The article “The Five Big Lies of Vaccinology” presents itself as a scientific critique of vaccines—particularly mRNA products—by analyzing Pfizer trial data (link). However, this review is authored from a medical, not a scientific, perspective. This distinction is not semantic; it is fundamental.
In fact, the five lies of vaccinology are themselves the result of one larger and more consequential lie: that medical science is science, and that physicians are scientists.
The central problem with vaccines and vaccinology is therefore not merely flawed trials, exaggerated claims, or regulatory misconduct. Those issues are secondary. The primary problem is that modern medicine is not grounded in true science. Medical professionals—whether arguing for or against vaccines—are not educated or trained in the foundational sciences required to make scientific determinations: chemistry, physics, and mathematics.
As a result, both pro-vaccine and anti-vaccine medical arguments suffer from the same structural defect. They rely on assumptions inherited from medical doctrine rather than on independently established scientific evidence.
The Unexamined Premise: Virus Existence
The article critiques vaccinology while preserving its most critical assumption: that viruses exist as isolated, purified, and scientifically characterized entities. This assumption is never questioned. Yet from a true scientific perspective, this is precisely where scrutiny must begin.
There is no scientifically valid evidence demonstrating the isolation, purification, and characterization of viruses in accordance with the standards required by chemistry and physics (science). Without such evidence, the entire framework of virology—including disease attribution, pathogenic mechanisms, and vaccine targets—rests on an unverified premise.
If the causal agent itself has not been scientifically established, then:
- Claims of virus-specific diseases are unsubstantiated.
- Pathology attributed to viruses is speculative.
- Preventive or therapeutic interventions—vaccines included—are scientifically unjustified.
Under these conditions, debating vaccine safety, efficacy, or platform technology (including mRNA) is misplaced. There is no scientific necessity for vaccines to exist in the first place.
Medical Debate Is Not Scientific Debate
The article reflects an internal dispute within medicine, not a scientific evaluation of medicine itself. Medical experts reviewing medical studies—even critically—remain confined to a non-scientific framework.
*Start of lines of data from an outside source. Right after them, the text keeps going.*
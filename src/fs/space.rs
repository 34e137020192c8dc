//! Free space on the destination volume

use crate::error::{MclubError, Result};
use std::path::{Path, PathBuf};

/// Source of "how many bytes can still be written under this path".
///
/// The engine only asks once per run, before copying starts.
pub trait SpaceProbe: Send {
    /// Bytes available to an unprivileged writer at `path`
    fn available_space(&self, path: &Path) -> Result<u64>;
}

/// Queries the operating system
#[derive(Debug, Clone, Copy, Default)]
pub struct SystemSpaceProbe;

impl SpaceProbe for SystemSpaceProbe {
    fn available_space(&self, path: &Path) -> Result<u64> {
        available_space(path)
    }
}

/// Reports a fixed number of bytes, whatever the path
#[derive(Debug, Clone, Copy)]
pub struct FixedSpace(pub u64);

impl SpaceProbe for FixedSpace {
    fn available_space(&self, _path: &Path) -> Result<u64> {
        Ok(self.0)
    }
}

/// Closest ancestor of `path` that exists (the path itself if it does).
///
/// The destination folder is often created by the run itself, so the
/// volume has to be found through whatever part of the path is already
/// there.
pub fn nearest_existing(path: &Path) -> Option<PathBuf> {
    let path = std::path::absolute(path).ok()?;
    path.ancestors().find(|p| p.exists()).map(Path::to_path_buf)
}

/// Get available space at a path
#[cfg(unix)]
pub fn available_space(path: &Path) -> Result<u64> {
    let probe = nearest_existing(path).ok_or_else(|| MclubError::NotFound(path.to_path_buf()))?;

    let stat = nix::sys::statvfs::statvfs(&probe)
        .map_err(|e| MclubError::io(&probe, std::io::Error::from(e)))?;

    #[allow(clippy::unnecessary_cast)]
    let bytes = stat.blocks_available() as u64 * stat.fragment_size() as u64;
    Ok(bytes)
}

/// Get available space at a path
#[cfg(not(unix))]
pub fn available_space(path: &Path) -> Result<u64> {
    use sysinfo::Disks;

    let probe = nearest_existing(path).ok_or_else(|| MclubError::NotFound(path.to_path_buf()))?;

    let disks = Disks::new_with_refreshed_list();
    let mounts = disks.iter().map(|disk| (disk.mount_point(), disk.available_space()));

    best_mount(&probe, mounts).ok_or_else(|| MclubError::NotFound(path.to_path_buf()))
}

/// `\\?\C:\dir` → `C:\dir`; every other path unchanged.
#[cfg(any(not(unix), test))]
fn strip_verbatim(path: &Path) -> PathBuf {
    use std::path::{Component, Prefix};

    let mut components = path.components();
    if let Some(Component::Prefix(prefix)) = components.next() {
        if let Prefix::VerbatimDisk(letter) = prefix.kind() {
            let mut plain = PathBuf::from(format!("{}:\\", letter as char));
            plain.extend(components.filter(|c| !matches!(c, Component::RootDir)));
            return plain;
        }
    }
    path.to_path_buf()
}

/// Free bytes of the mount with the longest mount point containing `probe`.
#[cfg(any(not(unix), test))]
fn best_mount<'a>(probe: &Path, mounts: impl IntoIterator<Item = (&'a Path, u64)>) -> Option<u64> {
    let probe = strip_verbatim(probe);

    let mut best_match = None;
    let mut best_len = 0;

    for (mount, available) in mounts {
        let mount = strip_verbatim(mount);
        let len = mount.components().count();
        if probe.starts_with(&mount) && (best_match.is_none() || len > best_len) {
            best_match = Some(available);
            best_len = len;
        }
    }

    best_match
}

/// Check if there's enough space for a copy operation
pub fn check_space(probe: &dyn SpaceProbe, dest: &Path, required: u64) -> Result<u64> {
    let available = probe.available_space(dest)?;

    if required > available {
        return Err(MclubError::InsufficientSpace {
            path: dest.to_path_buf(),
            required,
            available,
        });
    }

    Ok(available)
}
Statistical analysis of clinical trials does not substitute for establishing the physical reality of the entities being claimed.
This is why such reviews, while appearing rigorous, ultimately reinforce the same foundational error: they challenge vaccine implementation while leaving the existence of viruses—and thus virology itself—unexamined and implicitly validated.
Conclusion
The failure of vaccinology is not isolated. As even the article indirectly illustrates, it is part of a broader pattern. It is the consequence of medicine presenting itself as science when it is not, and of physicians being portrayed as scientists when they are not trained as such.
Until medicine is grounded in true scientific methodology—beginning with the physical isolation, purification, and characterization of claimed agents—both pro- and anti-vaccine arguments remain scientifically incomplete.
A genuine scientific critique must challenge first principles, not merely debate outcomes.